-- ENTRIES SUPPLIED follows --
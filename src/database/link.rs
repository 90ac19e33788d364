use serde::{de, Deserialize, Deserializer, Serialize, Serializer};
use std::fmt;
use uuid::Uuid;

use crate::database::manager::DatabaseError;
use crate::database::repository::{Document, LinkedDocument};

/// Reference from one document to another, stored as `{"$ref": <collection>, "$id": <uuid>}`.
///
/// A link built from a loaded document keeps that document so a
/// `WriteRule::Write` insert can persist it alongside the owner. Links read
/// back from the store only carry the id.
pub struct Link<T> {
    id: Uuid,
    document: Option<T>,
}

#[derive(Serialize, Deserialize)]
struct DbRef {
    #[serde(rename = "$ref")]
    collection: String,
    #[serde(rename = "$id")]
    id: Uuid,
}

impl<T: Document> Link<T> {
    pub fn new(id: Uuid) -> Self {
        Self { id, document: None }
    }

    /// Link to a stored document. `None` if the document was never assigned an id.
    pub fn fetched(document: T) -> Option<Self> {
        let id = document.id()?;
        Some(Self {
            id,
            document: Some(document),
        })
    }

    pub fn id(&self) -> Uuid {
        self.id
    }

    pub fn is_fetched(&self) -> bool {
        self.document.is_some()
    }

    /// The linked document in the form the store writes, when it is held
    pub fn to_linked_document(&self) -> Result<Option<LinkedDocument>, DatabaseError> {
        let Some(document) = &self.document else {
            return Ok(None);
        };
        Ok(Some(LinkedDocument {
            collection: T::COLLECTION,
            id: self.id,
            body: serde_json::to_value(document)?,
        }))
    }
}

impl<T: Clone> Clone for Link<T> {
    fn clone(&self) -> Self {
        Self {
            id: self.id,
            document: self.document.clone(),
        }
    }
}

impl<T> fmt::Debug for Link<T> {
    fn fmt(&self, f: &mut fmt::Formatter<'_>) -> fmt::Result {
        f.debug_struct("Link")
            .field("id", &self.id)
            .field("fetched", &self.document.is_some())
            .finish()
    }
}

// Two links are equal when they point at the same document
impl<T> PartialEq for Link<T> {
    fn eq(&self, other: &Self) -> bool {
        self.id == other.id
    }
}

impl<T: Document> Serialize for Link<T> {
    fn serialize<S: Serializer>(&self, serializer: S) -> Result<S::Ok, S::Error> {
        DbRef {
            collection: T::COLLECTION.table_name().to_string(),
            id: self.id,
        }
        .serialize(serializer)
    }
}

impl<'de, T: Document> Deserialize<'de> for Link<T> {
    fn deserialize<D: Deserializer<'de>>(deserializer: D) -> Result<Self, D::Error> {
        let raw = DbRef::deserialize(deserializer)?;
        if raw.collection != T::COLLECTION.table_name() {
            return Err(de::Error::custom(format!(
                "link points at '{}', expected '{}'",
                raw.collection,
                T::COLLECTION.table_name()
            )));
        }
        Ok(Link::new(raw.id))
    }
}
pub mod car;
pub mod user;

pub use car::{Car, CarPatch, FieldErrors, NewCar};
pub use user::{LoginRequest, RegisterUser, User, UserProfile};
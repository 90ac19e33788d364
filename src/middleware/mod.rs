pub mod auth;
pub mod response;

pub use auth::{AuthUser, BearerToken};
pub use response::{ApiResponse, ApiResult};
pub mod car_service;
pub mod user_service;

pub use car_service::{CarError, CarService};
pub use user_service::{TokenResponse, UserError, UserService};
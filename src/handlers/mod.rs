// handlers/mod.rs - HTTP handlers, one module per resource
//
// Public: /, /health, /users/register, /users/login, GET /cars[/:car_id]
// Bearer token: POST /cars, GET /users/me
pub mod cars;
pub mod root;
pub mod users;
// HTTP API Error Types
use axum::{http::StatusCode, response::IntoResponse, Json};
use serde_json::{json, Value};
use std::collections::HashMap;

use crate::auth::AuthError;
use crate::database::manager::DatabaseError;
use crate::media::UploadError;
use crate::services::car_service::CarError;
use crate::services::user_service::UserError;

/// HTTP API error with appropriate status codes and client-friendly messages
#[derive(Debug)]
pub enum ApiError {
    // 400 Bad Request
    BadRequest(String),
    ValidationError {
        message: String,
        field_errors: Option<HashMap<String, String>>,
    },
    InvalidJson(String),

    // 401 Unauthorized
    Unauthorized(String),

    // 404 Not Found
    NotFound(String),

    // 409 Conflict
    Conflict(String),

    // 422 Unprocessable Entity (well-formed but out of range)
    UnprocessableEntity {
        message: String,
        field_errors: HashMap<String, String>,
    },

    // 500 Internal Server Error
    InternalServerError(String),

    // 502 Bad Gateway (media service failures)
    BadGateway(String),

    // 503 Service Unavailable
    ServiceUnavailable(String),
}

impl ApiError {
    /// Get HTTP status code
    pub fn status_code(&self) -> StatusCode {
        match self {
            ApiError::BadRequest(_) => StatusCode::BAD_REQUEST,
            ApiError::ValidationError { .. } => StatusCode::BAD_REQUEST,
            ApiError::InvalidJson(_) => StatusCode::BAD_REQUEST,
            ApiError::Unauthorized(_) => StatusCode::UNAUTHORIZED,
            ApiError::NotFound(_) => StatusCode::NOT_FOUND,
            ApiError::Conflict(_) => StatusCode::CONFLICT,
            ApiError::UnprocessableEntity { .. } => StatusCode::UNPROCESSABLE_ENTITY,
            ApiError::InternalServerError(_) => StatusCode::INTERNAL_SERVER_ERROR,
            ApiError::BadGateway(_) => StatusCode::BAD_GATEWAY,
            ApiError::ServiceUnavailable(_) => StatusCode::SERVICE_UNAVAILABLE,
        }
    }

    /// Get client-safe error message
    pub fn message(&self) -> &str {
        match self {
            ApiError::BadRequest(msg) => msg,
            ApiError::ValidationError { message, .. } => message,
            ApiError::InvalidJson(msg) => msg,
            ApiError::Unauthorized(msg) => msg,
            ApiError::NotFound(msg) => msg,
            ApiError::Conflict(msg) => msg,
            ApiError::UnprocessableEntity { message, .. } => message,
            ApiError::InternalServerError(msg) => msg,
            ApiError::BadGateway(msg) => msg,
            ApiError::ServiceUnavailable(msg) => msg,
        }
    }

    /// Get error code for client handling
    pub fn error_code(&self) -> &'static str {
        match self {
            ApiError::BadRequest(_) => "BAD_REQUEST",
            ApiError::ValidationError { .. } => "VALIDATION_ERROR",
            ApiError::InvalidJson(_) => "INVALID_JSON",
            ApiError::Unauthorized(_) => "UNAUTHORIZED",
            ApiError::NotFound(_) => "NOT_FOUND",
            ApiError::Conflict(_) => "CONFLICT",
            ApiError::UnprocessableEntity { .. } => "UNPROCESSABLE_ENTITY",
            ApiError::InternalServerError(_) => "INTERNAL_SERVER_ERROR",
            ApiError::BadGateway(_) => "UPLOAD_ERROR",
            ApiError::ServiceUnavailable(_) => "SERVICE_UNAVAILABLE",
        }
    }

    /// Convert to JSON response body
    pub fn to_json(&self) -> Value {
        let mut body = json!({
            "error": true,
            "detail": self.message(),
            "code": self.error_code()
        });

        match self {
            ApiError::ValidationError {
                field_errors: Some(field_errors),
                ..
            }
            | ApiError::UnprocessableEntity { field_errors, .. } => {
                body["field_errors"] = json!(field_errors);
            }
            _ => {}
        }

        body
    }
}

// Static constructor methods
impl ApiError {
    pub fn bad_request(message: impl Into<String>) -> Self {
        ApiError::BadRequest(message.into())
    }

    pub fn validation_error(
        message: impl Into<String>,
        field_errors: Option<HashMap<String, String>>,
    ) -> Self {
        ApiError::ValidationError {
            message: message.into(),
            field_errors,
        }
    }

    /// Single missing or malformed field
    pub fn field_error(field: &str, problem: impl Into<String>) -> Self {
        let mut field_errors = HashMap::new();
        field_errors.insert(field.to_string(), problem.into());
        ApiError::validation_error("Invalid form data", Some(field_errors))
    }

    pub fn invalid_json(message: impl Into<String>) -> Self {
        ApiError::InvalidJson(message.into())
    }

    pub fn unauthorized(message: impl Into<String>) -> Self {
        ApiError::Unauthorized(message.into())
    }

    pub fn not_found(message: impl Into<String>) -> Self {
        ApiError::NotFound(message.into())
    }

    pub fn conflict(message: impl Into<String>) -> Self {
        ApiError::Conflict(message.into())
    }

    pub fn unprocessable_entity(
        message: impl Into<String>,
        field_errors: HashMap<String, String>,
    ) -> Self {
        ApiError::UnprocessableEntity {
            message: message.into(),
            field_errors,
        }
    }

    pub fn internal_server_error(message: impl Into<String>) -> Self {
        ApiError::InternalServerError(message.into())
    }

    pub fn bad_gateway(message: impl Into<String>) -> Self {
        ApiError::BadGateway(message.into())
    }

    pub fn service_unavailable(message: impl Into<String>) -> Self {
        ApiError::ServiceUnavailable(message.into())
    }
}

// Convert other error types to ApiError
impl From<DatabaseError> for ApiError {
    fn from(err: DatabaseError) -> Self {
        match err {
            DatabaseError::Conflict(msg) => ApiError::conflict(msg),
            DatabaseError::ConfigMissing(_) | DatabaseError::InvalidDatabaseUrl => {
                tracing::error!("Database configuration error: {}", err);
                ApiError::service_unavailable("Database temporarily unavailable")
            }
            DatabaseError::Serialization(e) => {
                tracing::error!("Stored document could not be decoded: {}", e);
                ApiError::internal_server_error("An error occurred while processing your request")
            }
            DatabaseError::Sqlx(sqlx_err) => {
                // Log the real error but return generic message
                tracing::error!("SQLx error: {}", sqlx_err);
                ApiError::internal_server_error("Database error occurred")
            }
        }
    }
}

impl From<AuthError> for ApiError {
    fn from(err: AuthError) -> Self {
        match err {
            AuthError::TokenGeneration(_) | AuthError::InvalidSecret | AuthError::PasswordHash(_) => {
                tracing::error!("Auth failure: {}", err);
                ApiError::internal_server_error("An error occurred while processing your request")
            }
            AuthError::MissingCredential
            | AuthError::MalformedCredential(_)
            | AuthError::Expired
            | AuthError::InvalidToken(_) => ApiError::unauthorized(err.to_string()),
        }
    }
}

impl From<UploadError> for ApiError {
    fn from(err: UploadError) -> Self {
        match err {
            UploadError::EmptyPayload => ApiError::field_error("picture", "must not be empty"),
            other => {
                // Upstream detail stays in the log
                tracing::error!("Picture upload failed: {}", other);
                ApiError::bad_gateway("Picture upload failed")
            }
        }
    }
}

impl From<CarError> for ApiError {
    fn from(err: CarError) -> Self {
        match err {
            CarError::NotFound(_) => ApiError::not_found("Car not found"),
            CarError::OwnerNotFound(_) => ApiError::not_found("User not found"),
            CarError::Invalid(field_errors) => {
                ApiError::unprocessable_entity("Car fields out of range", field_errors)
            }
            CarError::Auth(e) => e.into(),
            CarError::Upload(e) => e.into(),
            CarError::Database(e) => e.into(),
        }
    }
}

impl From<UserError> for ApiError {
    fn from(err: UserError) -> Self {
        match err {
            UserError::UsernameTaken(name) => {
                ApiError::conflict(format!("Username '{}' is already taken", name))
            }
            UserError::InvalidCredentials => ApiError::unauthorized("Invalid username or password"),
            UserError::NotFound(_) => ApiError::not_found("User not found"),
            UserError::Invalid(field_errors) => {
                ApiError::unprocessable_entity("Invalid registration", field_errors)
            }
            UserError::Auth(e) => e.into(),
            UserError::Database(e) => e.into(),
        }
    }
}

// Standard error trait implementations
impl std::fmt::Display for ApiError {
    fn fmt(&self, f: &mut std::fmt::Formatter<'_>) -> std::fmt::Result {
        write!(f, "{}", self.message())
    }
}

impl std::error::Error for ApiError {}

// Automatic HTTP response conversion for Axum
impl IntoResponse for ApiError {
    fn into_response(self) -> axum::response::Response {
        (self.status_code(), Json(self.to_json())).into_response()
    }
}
-- ENTRIES SUPPLIED concluded --
▶ WORK INSTRUCTION: Exactly those lines that run from the start of the listing to the line containing "pub fn fetched(document: T)" should be output, and no others.

▶ RESPONSE BELOW:
filename src/database/link.rs
repository 90ac19e33788d364
use serde::{de, Deserialize, Deserializer, Serialize, Serializer};
use std::fmt;
use uuid::Uuid;

use crate::database::manager::DatabaseError;
use crate::database::repository::{Document, LinkedDocument};

/// Reference from one document to another, stored as `{"$ref": <collection>, "$id": <uuid>}`.
///
/// A link built from a loaded document keeps that document so a
/// `WriteRule::Write` insert can persist it alongside the owner. Links read
/// back from the store only carry the id.
pub struct Link<T> {
    id: Uuid,
    document: Option<T>,
}

#[derive(Serialize, Deserialize)]
struct DbRef {
    #[serde(rename = "$ref")]
    collection: String,
    #[serde(rename = "$id")]
    id: Uuid,
}

impl<T: Document> Link<T> {
    pub fn new(id: Uuid) -> Self {
        Self { id, document: None }
    }

    /// Link to a stored document. `None` if the document was never assigned an id.
    pub fn fetched(document: T) -> Option<Self> {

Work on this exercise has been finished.